Collected data entries ::
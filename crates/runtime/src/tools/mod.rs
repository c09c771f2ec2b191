//! Local tool execution.

mod catalog;
pub mod errors;
mod host;
mod sql;
mod types;

pub use catalog::ToolCatalog;
pub use errors::ToolError;
pub use host::ToolHost;
pub use sql::{EXECUTE_SQL, SqlToolHost};
pub use types::ToolCall;
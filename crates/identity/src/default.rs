//! Credential chain.

use crate::{
    AccessToken, AzureCliCredential, ClientSecretCredential, Error, Result,
    StaticTokenCredential, TokenCredential,
};

/// One link in a [`DefaultCredential`] chain.
#[derive(Debug)]
pub enum CredentialSource {
    ClientSecret(ClientSecretCredential),
    Static(StaticTokenCredential),
    AzureCli(AzureCliCredential),
}

impl std::fmt::Display for CredentialSource {
    fn fmt(&self, f: &mut std::fmt::Formatter<'_>) -> std::fmt::Result {
        match self {
            Self::ClientSecret(_) => write!(f, "client_secret"),
            Self::Static(_) => write!(f, "static_token"),
            Self::AzureCli(_) => write!(f, "azure_cli"),
        }
    }
}

impl CredentialSource {
    async fn token(&self, scope: &str) -> Result<AccessToken> {
        match self {
            Self::ClientSecret(c) => c.token(scope).await,
            Self::Static(c) => c.token(scope).await,
            Self::AzureCli(c) => c.token(scope).await,
        }
    }
}

/// Tries each source in order; the first token wins.
#[derive(Debug)]
pub struct DefaultCredential {
    sources: Vec<CredentialSource>,
}

impl DefaultCredential {
    /// Build the chain from whatever the environment provides.
    ///
    /// Order: service principal (`AZURE_TENANT_ID`/`AZURE_CLIENT_ID`/
    /// `AZURE_CLIENT_SECRET`), then `AZURE_ACCESS_TOKEN`, then the Azure CLI.
    pub fn from_env() -> Self {
        let mut sources = Vec::new();
        if let Ok(c) = ClientSecretCredential::from_env() {
            sources.push(CredentialSource::ClientSecret(c));
        }
        if let Ok(c) = StaticTokenCredential::from_env() {
            sources.push(CredentialSource::Static(c));
        }
        sources.push(CredentialSource::AzureCli(AzureCliCredential::new()));
        Self { sources }
    }

    /// Build a chain from explicit sources.
    pub fn from_sources(sources: Vec<CredentialSource>) -> Self {
        Self { sources }
    }

    pub fn sources(&self) -> &[CredentialSource] {
        &self.sources
    }
}

impl TokenCredential for DefaultCredential {
    async fn token(&self, scope: &str) -> Result<AccessToken> {
        let mut failures = Vec::new();
        for source in &self.sources {
            match source.token(scope).await {
                Ok(token) => {
                    tracing::debug!(%source, scope, "acquired token");
                    return Ok(token);
                }
                Err(e) => {
                    tracing::debug!(%source, scope, error = %e, "credential source failed");
                    failures.push(format!("{source}: {e}"));
                }
            }
        }
        Err(Error::Exhausted(failures))
    }
}

#[cfg(test)]
mod tests {
    use super::*;

    #[tokio::test]
    async fn first_success_wins() {
        let chain = DefaultCredential::from_sources(vec![
            CredentialSource::AzureCli(
                AzureCliCredential::new().with_command("definitely-not-az-binary"),
            ),
            CredentialSource::Static(StaticTokenCredential::new("fallback")),
        ]);
        let token = chain.token("scope").await.unwrap();
        assert_eq!(token.token, "fallback");
    }

    #[tokio::test]
    async fn exhausted_chain_lists_every_failure() {
        let chain = DefaultCredential::from_sources(vec![CredentialSource::AzureCli(
            AzureCliCredential::new().with_command("definitely-not-az-binary"),
        )]);
        let err = chain.token("scope").await.unwrap_err();
        match err {
            Error::Exhausted(failures) => {
                assert_eq!(failures.len(), 1);
                assert!(failures[0].starts_with("azure_cli:"));
            }
            other => panic!("unexpected error: {other}"),
        }
    }

    #[test]
    fn chain_always_ends_with_cli() {
        let chain = DefaultCredential::from_env();
        assert!(matches!(
            chain.sources().last(),
            Some(CredentialSource::AzureCli(_))
        ));
    }
}
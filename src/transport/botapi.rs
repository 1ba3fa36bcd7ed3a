use super::Transport;
use crate::error::TransportError;
use crate::event::IncomingEvent;
use crate::handler::reply::Keyboard;
use async_trait::async_trait;
use serde_json::Value;
use std::time::Duration;

/// Public ICQ/VK Teams Bot API endpoint. On-prem installs override it
/// through `api_url_base` in the config.
pub const DEFAULT_API_BASE: &str = "https://api.icq.net/bot/v1";

const POLL_TIME_SECS: u64 = 30;
const POLL_RETRY_DELAY: Duration = Duration::from_secs(5);

/// HTTP transport over the Bot API — long-polls `events/get`, sends
/// through `messages/sendText`.
pub struct BotApiTransport {
    token: String,
    base_url: String,
    user_id: String,
    client: reqwest::Client,
}

impl BotApiTransport {
    /// Build the transport and fetch the bot's own identity via
    /// `self/get`. Fails fast: a bad token or unreachable API should stop
    /// startup, not surface as a silent dead poll loop.
    pub async fn connect(token: String, base_url: Option<String>) -> Result<Self, TransportError> {
        let base_url = base_url
            .unwrap_or_else(|| DEFAULT_API_BASE.to_string())
            .trim_end_matches('/')
            .to_string();

        // Client timeout must exceed the long-poll window.
        let client = reqwest::Client::builder()
            .timeout(Duration::from_secs(POLL_TIME_SECS * 2))
            .build()
            .map_err(|e| TransportError::Connection(e.to_string()))?;

        let data: Value = client
            .get(format!("{base_url}/self/get"))
            .query(&[("token", token.as_str())])
            .send()
            .await
            .map_err(|e| TransportError::Connection(e.to_string()))?
            .json()
            .await
            .map_err(|e| TransportError::Connection(e.to_string()))?;

        if data.get("ok").and_then(Value::as_bool) != Some(true) {
            return Err(TransportError::Connection(format!(
                "self/get rejected: {data}"
            )));
        }

        let user_id = match data.get("userId") {
            Some(Value::String(s)) => s.clone(),
            Some(Value::Number(n)) => n.to_string(),
            _ => {
                return Err(TransportError::Connection(
                    "self/get response has no userId".to_string(),
                ));
            }
        };

        tracing::info!(user_id = %user_id, base_url = %base_url, "bot API transport connected");

        Ok(Self {
            token,
            base_url,
            user_id,
            client,
        })
    }

    fn api_url(&self, method: &str) -> String {
        format!("{}/{method}", self.base_url)
    }
}

#[async_trait]
impl Transport for BotApiTransport {
    fn self_id(&self) -> &str {
        &self.user_id
    }

    async fn send_reply(
        &self,
        chat_id: &str,
        text: &str,
        reply_msg_id: &str,
        keyboard: &Keyboard,
    ) -> anyhow::Result<()> {
        let markup = serde_json::to_string(keyboard)?;

        let resp = self
            .client
            .get(self.api_url("messages/sendText"))
            .query(&[
                ("token", self.token.as_str()),
                ("chatId", chat_id),
                ("text", text),
                ("replyMsgId", reply_msg_id),
                ("inlineKeyboardMarkup", markup.as_str()),
            ])
            .send()
            .await?;

        if !resp.status().is_success() {
            let status = resp.status();
            let err = resp
                .text()
                .await
                .unwrap_or_else(|e| format!("<failed to read response body: {e}>"));
            return Err(TransportError::Send {
                chat_id: chat_id.to_string(),
                message: format!("sendText failed ({status}): {err}"),
            }
            .into());
        }

        let body: Value = resp.json().await?;
        if body.get("ok").and_then(Value::as_bool) != Some(true) {
            return Err(TransportError::Send {
                chat_id: chat_id.to_string(),
                message: format!("sendText rejected: {body}"),
            }
            .into());
        }

        Ok(())
    }

    async fn listen(&self, tx: tokio::sync::mpsc::Sender<IncomingEvent>) -> anyhow::Result<()> {
        let mut last_event_id: u64 = 0;

        tracing::info!("bot API transport listening for events...");

        loop {
            let last = last_event_id.to_string();
            let poll = POLL_TIME_SECS.to_string();
            let resp = match self
                .client
                .get(self.api_url("events/get"))
                .query(&[
                    ("token", self.token.as_str()),
                    ("lastEventId", last.as_str()),
                    ("pollTime", poll.as_str()),
                ])
                .send()
                .await
            {
                Ok(r) => r,
                Err(e) => {
                    tracing::warn!("event poll error: {e}");
                    tokio::time::sleep(POLL_RETRY_DELAY).await;
                    continue;
                }
            };

            let data: Value = match resp.json().await {
                Ok(d) => d,
                Err(e) => {
                    tracing::warn!("event parse error: {e}");
                    tokio::time::sleep(POLL_RETRY_DELAY).await;
                    continue;
                }
            };

            let Some(events) = data.get("events").and_then(Value::as_array) else {
                continue;
            };

            for raw in events {
                let event: IncomingEvent = match serde_json::from_value(raw.clone()) {
                    Ok(ev) => ev,
                    Err(e) => {
                        tracing::warn!("skipping undecodable event: {e}");
                        continue;
                    }
                };

                // Advance past this event even if nobody consumes it
                last_event_id = last_event_id.max(event.event_id);

                if tx.send(event).await.is_err() {
                    return Ok(());
                }
            }
        }
    }

    async fn health_check(&self) -> bool {
        self.client
            .get(self.api_url("self/get"))
            .query(&[("token", self.token.as_str())])
            .send()
            .await
            .map(|r| r.status().is_success())
            .unwrap_or(false)
    }
}
use serde::{Deserialize, Deserializer};
use serde_json::Value;

/// Bot API event kind. Only `newMessage` enters the link pipeline; the
/// rest are carried so the poll loop can log and skip them cleanly.
#[derive(Debug, Clone, Copy, PartialEq, Eq, Deserialize)]
pub enum EventKind {
    #[serde(rename = "newMessage")]
    NewMessage,
    #[serde(rename = "editedMessage")]
    EditedMessage,
    #[serde(rename = "deletedMessage")]
    DeletedMessage,
    #[serde(rename = "pinnedMessage")]
    PinnedMessage,
    #[serde(rename = "unpinnedMessage")]
    UnpinnedMessage,
    #[serde(rename = "newChatMembers")]
    NewChatMembers,
    #[serde(rename = "leftChatMembers")]
    LeftChatMembers,
    #[serde(rename = "callbackQuery")]
    CallbackQuery,
    #[serde(other)]
    Unknown,
}

/// One event from `events/get`.
///
/// `payload.parts` is heterogeneous (forwards, replies, mentions, files) so
/// each part keeps its payload as raw JSON and exposes the two shapes the
/// handler cares about.
#[derive(Debug, Clone, Deserialize)]
pub struct IncomingEvent {
    #[serde(rename = "eventId", default)]
    pub event_id: u64,
    #[serde(rename = "type")]
    pub kind: EventKind,
    #[serde(default)]
    pub payload: EventPayload,
}

#[derive(Debug, Clone, Default, Deserialize)]
pub struct EventPayload {
    #[serde(default)]
    pub chat: Chat,
    #[serde(rename = "msgId", default, deserialize_with = "string_or_number")]
    pub msg_id: String,
    #[serde(default)]
    pub text: Option<String>,
    #[serde(default)]
    pub parts: Option<Vec<EventPart>>,
}

#[derive(Debug, Clone, Default, Deserialize)]
pub struct Chat {
    #[serde(rename = "chatId", default)]
    pub chat_id: String,
}

#[derive(Debug, Clone, Deserialize)]
pub struct EventPart {
    #[serde(rename = "type")]
    pub kind: String,
    #[serde(default)]
    pub payload: Value,
}

impl IncomingEvent {
    pub fn chat_id(&self) -> &str {
        &self.payload.chat.chat_id
    }

    pub fn msg_id(&self) -> &str {
        &self.payload.msg_id
    }

    /// Best-effort message text: the direct `text` field if present,
    /// otherwise the first part carrying `payload.message.text`. Forwarded
    /// and replied messages both embed the quoted message that way, so the
    /// part's outer type is irrelevant here.
    pub fn extract_text(&self) -> Option<&str> {
        if let Some(text) = self.payload.text.as_deref() {
            return Some(text);
        }
        self.payload
            .parts
            .as_ref()?
            .iter()
            .find_map(EventPart::message_text)
    }

    /// True iff some part is a mention of `user_id`.
    pub fn mentions(&self, user_id: &str) -> bool {
        self.payload.parts.as_ref().is_some_and(|parts| {
            parts.iter().any(|p| {
                p.kind == "mention"
                    && p.mention_user_id().is_some_and(|id| id == user_id)
            })
        })
    }
}

impl EventPart {
    fn message_text(&self) -> Option<&str> {
        self.payload.get("message")?.get("text")?.as_str()
    }

    // The API is inconsistent about id types; accept both.
    fn mention_user_id(&self) -> Option<String> {
        match self.payload.get("userId")? {
            Value::String(s) => Some(s.clone()),
            Value::Number(n) => Some(n.to_string()),
            _ => None,
        }
    }
}

fn string_or_number<'de, D>(deserializer: D) -> Result<String, D::Error>
where
    D: Deserializer<'de>,
{
    Ok(match Value::deserialize(deserializer)? {
        Value::String(s) => s,
        Value::Number(n) => n.to_string(),
        _ => String::new(),
    })
}
pub mod reply;

use crate::config::{Config, TriggerStrategy};
use crate::event::{EventKind, IncomingEvent};
use crate::links::find_url;
use crate::resolver::Resolver;
use crate::transport::Transport;
use std::sync::Arc;

/// Literal token gating lookups in `TriggerStrategy::Command` chats.
pub const LINKS_COMMAND: &str = "/links";

/// A matched URL and the full text it was found in.
#[derive(Debug, Clone, PartialEq, Eq)]
pub struct FoundData {
    pub url: String,
    pub text: String,
}

/// Per-event decision engine and dispatcher.
///
/// All state is read-only after construction, so concurrent invocations
/// across chats are safe without locking.
pub struct SongLinkHandler {
    config: Arc<Config>,
    resolver: Arc<dyn Resolver>,
    transport: Arc<dyn Transport>,
}

impl SongLinkHandler {
    pub fn new(
        config: Arc<Config>,
        resolver: Arc<dyn Resolver>,
        transport: Arc<dyn Transport>,
    ) -> Self {
        Self {
            config,
            resolver,
            transport,
        }
    }

    /// Trigger decision: does this event warrant a lookup, and for which
    /// URL? Strategy gating runs before the URL search, so a command-chat
    /// message without the token never touches the regex.
    pub fn check_event(&self, event: &IncomingEvent) -> Option<FoundData> {
        let text = event.extract_text().filter(|t| !t.is_empty())?;
        let policy = self.config.resolve_chat(event.chat_id());

        match policy.trigger {
            TriggerStrategy::All => {}
            TriggerStrategy::Mention => {
                if !event.mentions(self.transport.self_id()) {
                    return None;
                }
            }
            TriggerStrategy::Command => {
                if !text.contains(LINKS_COMMAND) {
                    return None;
                }
            }
        }

        let url = find_url(text, &policy.check_domains)?;
        Some(FoundData {
            url: url.to_string(),
            text: text.to_string(),
        })
    }

    /// One event, at most one attempt, at most one send. Every per-event
    /// failure is logged and swallowed here; nothing propagates to the
    /// poll loop and the chat never sees an error message.
    pub async fn handle(&self, event: &IncomingEvent) {
        if event.kind != EventKind::NewMessage {
            return;
        }

        let Some(data) = self.check_event(event) else {
            return;
        };

        tracing::info!(
            chat_id = event.chat_id(),
            url = %data.url,
            "matched streaming link"
        );

        let response = match self.resolver.resolve(&data.url).await {
            Ok(r) => r,
            Err(e) => {
                tracing::warn!(url = %data.url, error = %e, "link resolution failed; dropping event");
                return;
            }
        };

        let policy = self.config.resolve_chat(event.chat_id());
        let reply = match reply::assemble(&response, policy) {
            Ok(r) => r,
            Err(e) => {
                tracing::warn!(url = %data.url, error = %e, "unusable resolution response; dropping event");
                return;
            }
        };

        if let Err(e) = self
            .transport
            .send_reply(event.chat_id(), &reply.text, event.msg_id(), &reply.keyboard)
            .await
        {
            tracing::warn!(chat_id = event.chat_id(), error = %e, "reply send failed");
        }
    }
}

EXERCISE REQUIREMENTS :: Quote the data above verbatim from its first line to the line that includes "let mut sources = Vec::new();", with both boundary lines retained.

RESPONSE FOR THIS EXERCISE ::
filename crates/runtime/src/tools/mod.rs
repository c09c771f2ec2b191
//! Local tool execution.

mod catalog;
pub mod errors;
mod host;
mod sql;
mod types;

pub use catalog::ToolCatalog;
pub use errors::ToolError;
pub use host::ToolHost;
pub use sql::{EXECUTE_SQL, SqlToolHost};
pub use types::ToolCall;
filename crates/identity/src/default.rs
//! Credential chain.

use crate::{
    AccessToken, AzureCliCredential, ClientSecretCredential, Error, Result,
    StaticTokenCredential, TokenCredential,
};

/// One link in a [`DefaultCredential`] chain.
#[derive(Debug)]
pub enum CredentialSource {
    ClientSecret(ClientSecretCredential),
    Static(StaticTokenCredential),
    AzureCli(AzureCliCredential),
}

impl std::fmt::Display for CredentialSource {
    fn fmt(&self, f: &mut std::fmt::Formatter<'_>) -> std::fmt::Result {
        match self {
            Self::ClientSecret(_) => write!(f, "client_secret"),
            Self::Static(_) => write!(f, "static_token"),
            Self::AzureCli(_) => write!(f, "azure_cli"),
        }
    }
}

impl CredentialSource {
    async fn token(&self, scope: &str) -> Result<AccessToken> {
        match self {
            Self::ClientSecret(c) => c.token(scope).await,
            Self::Static(c) => c.token(scope).await,
            Self::AzureCli(c) => c.token(scope).await,
        }
    }
}

/// Tries each source in order; the first token wins.
#[derive(Debug)]
pub struct DefaultCredential {
    sources: Vec<CredentialSource>,
}

impl DefaultCredential {
    /// Build the chain from whatever the environment provides.
    ///
    /// Order: service principal (`AZURE_TENANT_ID`/`AZURE_CLIENT_ID`/
    /// `AZURE_CLIENT_SECRET`), then `AZURE_ACCESS_TOKEN`, then the Azure CLI.
    pub fn from_env() -> Self {
        let mut sources = Vec::new();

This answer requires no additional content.